Using the above calculator and previous day data you can generate different types pivot levels and then plot these levels on your chart. If you are using advanced trading platforms like Amibroker or MT4, you can plot these levels directly on the chart using pre-defined formula.

## How to trade using pivot point?

Pivot levels can be used just like any support and resistance levels. The key is to watch price movement near these levels. If price decline to support, traders look for a successful test and bounce back from support level. It helps to look for a bullish chart pattern or indicator signal to confirm an up move from the support level. If prices advance to resistance and stall, traders look for failure at resistance and decline. Here traders look for indicators like Stochastic or RSI to confirm the down move.

Pivot point (PP) is the middle line of the group. If the market moves above the Pivot Point, then traders consider it positive. It suggests strength with a target to the R1. A break above R1 shows even more strength and the next target becomes R2. The opposite is true in the downside. A move below the PP suggests weakness with a target to the S1. A break below the first support shows even more weakness with a target to the second support (S2).

The second support/resistance levels can also be used to determine overbought and oversold zone. If the market consolidates above the second resistance level, it indicates strength. But it would also indicate an overbought condition that could give way to a pullback. Similarly, a move below the S2 level would show weakness, but would also suggest a short-term oversold condition that could give way to a bounce.

Sometimes the market opens above or below the PP level. Support and resistance play an important role after the crossover. Pivot Points can be applied on various timeframe charts. It is important to confirm Pivot Point signals before trading. It is better to use candlestick analysis along with technical indicators to establish a reversal at resistance levels. Oversold RSI could confirm oversold conditions at second support. An upturn in Stochastic could be used to verify a successful support test. You can use RSI or Stochastic but not both because both are the same kind of indicators. We will discuss that later.

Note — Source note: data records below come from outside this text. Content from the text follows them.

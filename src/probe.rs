//! Connection probe: connect, ping, run scalar queries, report each step.
//!
//! Every phase is built from this. A probe reports exactly one result for the
//! connection attempt, followed by one result per query only when the
//! connection is alive.

use crate::client::{Connector, ScalarQuery, Session};
use crate::config::Target;
use crate::report::{ProbeResult, Reporter};

/// What a probe observed, for callers that want more than the report lines.
#[derive(Debug, Clone, Copy, PartialEq, Eq, Default)]
pub struct ProbeOutcome {
    pub connected: bool,
    pub queries_passed: usize,
    pub queries_failed: usize,
}

pub async fn probe(
    connector: &dyn Connector,
    reporter: &dyn Reporter,
    label: &str,
    target: &Target,
    queries: &[ScalarQuery],
) -> ProbeOutcome {
    let mut session = match connector.open(target).await {
        Ok(session) => session,
        Err(e) => {
            tracing::debug!(server = %target.display(), error = %e, "connection failed");
            reporter.report(&ProbeResult::from_error(label, "connection failed", &e));
            return ProbeOutcome::default();
        }
    };

    let outcome = run_session(session.as_mut(), reporter, label, target, queries).await;

    // Released on every path, including a failed ping.
    if let Err(e) = session.close().await {
        tracing::debug!(server = %target.display(), error = %e, "close failed");
    }

    outcome
}

async fn run_session(
    session: &mut dyn Session,
    reporter: &dyn Reporter,
    label: &str,
    target: &Target,
    queries: &[ScalarQuery],
) -> ProbeOutcome {
    let mut outcome = ProbeOutcome::default();

    if let Err(e) = session.ping().await {
        tracing::debug!(server = %target.display(), error = %e, "ping failed");
        reporter.report(&ProbeResult::from_error(label, "ping failed", &e));
        return outcome;
    }

    outcome.connected = true;
    reporter.report(&ProbeResult::pass(label, connected_detail(target, session)));

    for query in queries {
        match session.query_row(&query.sql).await {
            Ok(row) => {
                outcome.queries_passed += 1;
                reporter.report(&ProbeResult::pass(&query.label, row.to_string()));
            }
            Err(e) => {
                outcome.queries_failed += 1;
                reporter.report(&ProbeResult::from_error(&query.label, "query failed", &e));
            }
        }
    }

    outcome
}

fn connected_detail(target: &Target, session: &dyn Session) -> String {
    match session.connection_id() {
        Some(id) => format!("connected to {} (connection id {})", target.display(), id),
        None => format!("connected to {}", target.display()),
    }
}

#[cfg(test)]
mod tests {
    use super::*;
    use crate::client::testing::{Access, FakeServer};
    use crate::client::ScalarRow;
    use crate::config::{Credential, Endpoint};
    use crate::report::testing::RecordingReporter;
    use std::sync::atomic::Ordering;
    use std::sync::Arc;

    fn target(user: &str) -> Target {
        Target {
            endpoint: Endpoint::new("localhost", 3306),
            database: Some("test".into()),
            credential: Credential::new(user, ""),
        }
    }

    fn queries() -> Vec<ScalarQuery> {
        vec![
            ScalarQuery::new("SELECT 1", "SELECT 1"),
            ScalarQuery::new("VERSION()", "SELECT VERSION()"),
        ]
    }

    #[tokio::test]
    async fn test_connect_and_query() {
        let server = Arc::new(
            FakeServer::new()
                .with_user("root", Access::Accept)
                .answering("SELECT 1", ScalarRow::single("1"))
                .answering("SELECT VERSION()", ScalarRow::single("8.0.0-tiny")),
        );
        let reporter = RecordingReporter::new();

        let outcome = probe(&server, &reporter, "connect", &target("root"), &queries()).await;

        assert!(outcome.connected);
        assert_eq!(outcome.queries_passed, 2);
        let results = reporter.results();
        assert_eq!(results.len(), 3);
        assert_eq!(
            results[0].detail,
            "connected to root@localhost:3306/test (connection id 1)"
        );
        assert_eq!(results[1], ProbeResult::pass("SELECT 1", "1"));
        assert_eq!(results[2], ProbeResult::pass("VERSION()", "8.0.0-tiny"));
        assert_eq!(server.journal.closed.load(Ordering::SeqCst), 1);
    }

    #[tokio::test]
    async fn test_open_failure_reports_once_and_skips_queries() {
        let server = Arc::new(FakeServer::new());
        let reporter = RecordingReporter::new();

        let outcome = probe(&server, &reporter, "connect", &target("nobody"), &queries()).await;

        assert_eq!(outcome, ProbeOutcome::default());
        let results = reporter.results();
        assert_eq!(results.len(), 1);
        assert!(!results[0].success);
        assert_eq!(
            results[0].detail,
            "connection failed: Access denied for user 'nobody'"
        );
        assert!(server.journal.queries().is_empty());
    }

    #[tokio::test]
    async fn test_ping_failure_reports_once_closes_and_skips_queries() {
        let server = Arc::new(
            FakeServer::new()
                .with_user("root", Access::RejectPing("server has gone away".into()))
                .answering("SELECT 1", ScalarRow::single("1")),
        );
        let reporter = RecordingReporter::new();

        let outcome = probe(&server, &reporter, "connect", &target("root"), &queries()).await;

        assert!(!outcome.connected);
        assert_eq!(reporter.results().len(), 1);
        assert_eq!(reporter.failed(), 1);
        assert!(reporter.results()[0].detail.starts_with("ping failed"));
        assert!(server.journal.queries().is_empty());
        assert_eq!(server.journal.closed.load(Ordering::SeqCst), 1);
    }

    #[tokio::test]
    async fn test_query_failure_does_not_stop_later_queries() {
        let server = Arc::new(
            FakeServer::new()
                .with_user("root", Access::Accept)
                .failing("SELECT 1", "syntax error")
                .answering("SELECT VERSION()", ScalarRow::single("8.0.0-tiny")),
        );
        let reporter = RecordingReporter::new();

        let outcome = probe(&server, &reporter, "connect", &target("root"), &queries()).await;

        assert_eq!(outcome.queries_failed, 1);
        assert_eq!(outcome.queries_passed, 1);
        let results = reporter.results();
        assert_eq!(results.len(), 3);
        assert!(!results[1].success);
        assert_eq!(results[1].detail, "query failed: syntax error");
        assert!(results[2].success);
        assert_eq!(
            server.journal.queries(),
            vec!["SELECT 1".to_string(), "SELECT VERSION()".to_string()]
        );
    }

    #[tokio::test]
    async fn test_zero_queries_is_connectivity_only() {
        let server = Arc::new(FakeServer::new().with_user("root", Access::Accept));
        let reporter = RecordingReporter::new();

        let outcome = probe(&server, &reporter, "user 'root'", &target("root"), &[]).await;

        assert!(outcome.connected);
        assert_eq!(reporter.labels(), vec!["user 'root'".to_string()]);
        assert_eq!(server.journal.closed.load(Ordering::SeqCst), 1);
    }
}
//! The three probe phases.
//!
//! Each phase reports its checks through the shared reporter and never fails
//! as a whole: errors become failed checks.

mod basic;
mod credentials;
mod pool;

pub use basic::basic_connectivity;
pub use credentials::credential_sweep;
pub use pool::pool_stress;

use std::sync::Arc;

use crate::client::Connector;
use crate::output::Output;
use crate::report::Reporter;

/// What every phase needs from the orchestrator.
pub struct PhaseContext<'a> {
    pub connector: &'a dyn Connector,
    pub reporter: Arc<dyn Reporter>,
    pub output: &'a Output,
}
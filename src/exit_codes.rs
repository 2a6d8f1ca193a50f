//! Exit code policy for wireprobe.
//!
//! Check outcomes never change the exit code: a run that reached the end
//! exits `0` even when every check failed. Non-zero codes mean the harness
//! could not run at all.
//!
//! - `0` = Run completed
//! - `12` = Configuration error (bad config file or CLI value)

/// Exit code: run completed (whatever the checks said)
pub const COMPLETED: i32 = 0;

/// Exit code: configuration error
pub const CONFIG_ERROR: i32 = 12;
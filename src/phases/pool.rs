//! Pool stress: N concurrent `SELECT 1` tasks over one shared pool handle.

use std::sync::Arc;

use crate::client::SharedPool;
use crate::config::{format_duration, PoolStressConfig};
use crate::join::{spawn_all, TaskOutcome};
use crate::report::{ProbeResult, Reporter};

use super::PhaseContext;

const POOL_QUERY: &str = "SELECT 1";

/// Completion signals the phase collected.
#[derive(Debug, Clone, PartialEq, Eq, Default)]
pub struct PoolStressOutcome {
    pub outcomes: Vec<TaskOutcome>,
    pub timed_out: bool,
}

impl PoolStressOutcome {
    pub fn succeeded(&self) -> usize {
        self.outcomes.iter().filter(|o| o.success).count()
    }
}

pub async fn pool_stress(ctx: &PhaseContext<'_>, config: &PoolStressConfig) -> PoolStressOutcome {
    let limits = &config.limits;
    let pool = match ctx.connector.open_pool(&config.target, limits).await {
        Ok(pool) => pool,
        Err(e) => {
            ctx.reporter
                .report(&ProbeResult::from_error("pool", "pool setup failed", &e));
            return PoolStressOutcome::default();
        }
    };

    ctx.output
        .info(&format!("pool: {}", config.target.display()));
    ctx.output.info(&format!(
        "max open connections: {}",
        limits.max_open_connections
    ));
    ctx.output.info(&format!(
        "max idle connections: {}",
        limits.max_idle_connections
    ));
    ctx.output.info(&format!(
        "max connection lifetime: {}",
        format_duration(limits.max_connection_lifetime)
    ));

    let set = spawn_all(config.tasks, |task_id| {
        run_task(task_id, Arc::clone(&pool), Arc::clone(&ctx.reporter))
    });

    let expected = set.expected();
    let outcome = match config.task_timeout {
        None => PoolStressOutcome {
            outcomes: set.wait().await,
            timed_out: false,
        },
        Some(limit) => match set.wait_timeout(limit).await {
            Ok(outcomes) => PoolStressOutcome {
                outcomes,
                timed_out: false,
            },
            Err(timeout) => {
                ctx.reporter.report(&ProbeResult::fail(
                    "pool tasks",
                    format!(
                        "timed out after {} with {}/{} tasks finished",
                        format_duration(timeout.waited),
                        timeout.completed.len(),
                        timeout.expected
                    ),
                ));
                PoolStressOutcome {
                    outcomes: timeout.completed,
                    timed_out: true,
                }
            }
        },
    };

    ctx.output.info(&format!(
        "concurrent queries finished: {}/{} succeeded",
        outcome.succeeded(),
        expected
    ));

    // Detached tasks still hold checked-out connections, and disconnecting
    // the pool waits for those to come back. Only close when all tasks ended.
    if outcome.timed_out {
        tracing::debug!("leaving pool open for detached tasks");
    } else if let Err(e) = pool.close().await {
        tracing::debug!(error = %e, "pool close failed");
    }

    outcome
}

async fn run_task(task_id: usize, pool: Arc<dyn SharedPool>, reporter: Arc<dyn Reporter>) -> bool {
    let label = format!("task {}", task_id);
    match pool.query_row(POOL_QUERY).await {
        Ok(row) => {
            tracing::debug!(task_id, "pooled query succeeded");
            reporter.report(&ProbeResult::pass(label, format!("{} = {}", POOL_QUERY, row)));
            true
        }
        Err(e) => {
            tracing::debug!(task_id, error = %e, "pooled query failed");
            reporter.report(&ProbeResult::from_error(label, "query failed", &e));
            false
        }
    }
}

#[cfg(test)]
mod tests {
    use super::*;
    use crate::client::testing::FakeServer;
    use crate::client::ScalarRow;
    use crate::config::PoolConfig;
    use crate::output::Output;
    use crate::report::testing::RecordingReporter;
    use std::sync::atomic::Ordering;
    use std::time::Duration;

    fn sorted_ids(outcome: &PoolStressOutcome) -> Vec<usize> {
        let mut ids: Vec<_> = outcome.outcomes.iter().map(|o| o.task_id).collect();
        ids.sort_unstable();
        ids
    }

    #[tokio::test(flavor = "multi_thread", worker_threads = 4)]
    async fn test_five_tasks_five_results() {
        let server = Arc::new(FakeServer::new().answering("SELECT 1", ScalarRow::single("1")));
        let reporter = Arc::new(RecordingReporter::new());
        let output = Output::new(true, false);
        let ctx = PhaseContext {
            connector: &server,
            reporter: reporter.clone(),
            output: &output,
        };

        let outcome = pool_stress(&ctx, &PoolStressConfig::default()).await;

        assert!(!outcome.timed_out);
        assert_eq!(sorted_ids(&outcome), vec![0, 1, 2, 3, 4]);
        assert_eq!(outcome.succeeded(), 5);

        let mut labels = reporter.labels();
        labels.sort();
        assert_eq!(labels, vec!["task 0", "task 1", "task 2", "task 3", "task 4"]);
        assert_eq!(reporter.passed(), 5);

        assert_eq!(server.journal.pools_opened.load(Ordering::SeqCst), 1);
        assert_eq!(server.journal.pools_closed.load(Ordering::SeqCst), 1);
        assert_eq!(
            server.journal.pool_limits.lock().unwrap().clone(),
            Some(PoolConfig::default())
        );
    }

    #[tokio::test(flavor = "multi_thread", worker_threads = 4)]
    async fn test_one_transient_failure() {
        let server = Arc::new(
            FakeServer::new()
                .answering("SELECT 1", ScalarRow::single("1"))
                .failing_pool_call(3),
        );
        let reporter = Arc::new(RecordingReporter::new());
        let output = Output::new(true, false);
        let ctx = PhaseContext {
            connector: &server,
            reporter: reporter.clone(),
            output: &output,
        };

        let outcome = pool_stress(&ctx, &PoolStressConfig::default()).await;

        assert_eq!(outcome.outcomes.len(), 5);
        assert_eq!(sorted_ids(&outcome), vec![0, 1, 2, 3, 4]);
        assert_eq!(outcome.succeeded(), 4);
        assert_eq!(reporter.results().len(), 5);
        assert_eq!(reporter.passed(), 4);
        assert_eq!(reporter.failed(), 1);
        assert_eq!(server.journal.queries().len(), 5);
    }

    #[tokio::test]
    async fn test_pool_setup_failure_reports_once() {
        let server = Arc::new(FakeServer::new().rejecting_pool("invalid pool options"));
        let reporter = Arc::new(RecordingReporter::new());
        let output = Output::new(true, false);
        let ctx = PhaseContext {
            connector: &server,
            reporter: reporter.clone(),
            output: &output,
        };

        let outcome = pool_stress(&ctx, &PoolStressConfig::default()).await;

        assert!(outcome.outcomes.is_empty());
        assert_eq!(reporter.results().len(), 1);
        assert_eq!(
            reporter.results()[0].detail,
            "pool setup failed: invalid pool options"
        );
        assert!(server.journal.queries().is_empty());
    }

    #[tokio::test]
    async fn test_task_count_and_timeout_are_configurable() {
        let server = Arc::new(FakeServer::new().answering("SELECT 1", ScalarRow::single("1")));
        let reporter = Arc::new(RecordingReporter::new());
        let output = Output::new(true, false);
        let ctx = PhaseContext {
            connector: &server,
            reporter: reporter.clone(),
            output: &output,
        };
        let config = PoolStressConfig {
            tasks: 8,
            task_timeout: Some(Duration::from_secs(5)),
            ..PoolStressConfig::default()
        };

        let outcome = pool_stress(&ctx, &config).await;

        assert!(!outcome.timed_out);
        assert_eq!(sorted_ids(&outcome), (0..8).collect::<Vec<_>>());
        assert_eq!(reporter.passed(), 8);
    }

    #[tokio::test(flavor = "multi_thread", worker_threads = 4)]
    async fn test_hung_task_times_out_without_closing_pool() {
        let server = Arc::new(
            FakeServer::new()
                .answering("SELECT 1", ScalarRow::single("1"))
                .hanging_pool_call(2),
        );
        let reporter = Arc::new(RecordingReporter::new());
        let output = Output::new(true, false);
        let ctx = PhaseContext {
            connector: &server,
            reporter: reporter.clone(),
            output: &output,
        };
        let config = PoolStressConfig {
            task_timeout: Some(Duration::from_millis(200)),
            ..PoolStressConfig::default()
        };

        let outcome = tokio::time::timeout(Duration::from_secs(10), pool_stress(&ctx, &config))
            .await
            .expect("pool phase returned after the task timeout");

        assert!(outcome.timed_out);
        assert_eq!(outcome.outcomes.len(), 4);
        assert_eq!(outcome.succeeded(), 4);

        let timeouts: Vec<_> = reporter
            .results()
            .into_iter()
            .filter(|r| r.label == "pool tasks")
            .collect();
        assert_eq!(timeouts.len(), 1);
        assert!(!timeouts[0].success);
        assert_eq!(
            timeouts[0].detail,
            "timed out after 200ms with 4/5 tasks finished"
        );
        assert_eq!(reporter.passed(), 4);
        assert_eq!(reporter.failed(), 1);
        assert_eq!(server.journal.pools_closed.load(Ordering::SeqCst), 0);
    }
}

Pivot points are based on calculations to find support and resistance levels. However, the accuracy varies from instrument to instrument. They perform better on heavily traded stocks. These levels are not based on actual supply and demand in the stock price. To get the real support and resistance levels created in the movement of the price you need to manually draw lines on the chart through peaks and troughs in the chart. Identifying support and resistance levels is the first step in identifying possible breakout trading opportunities.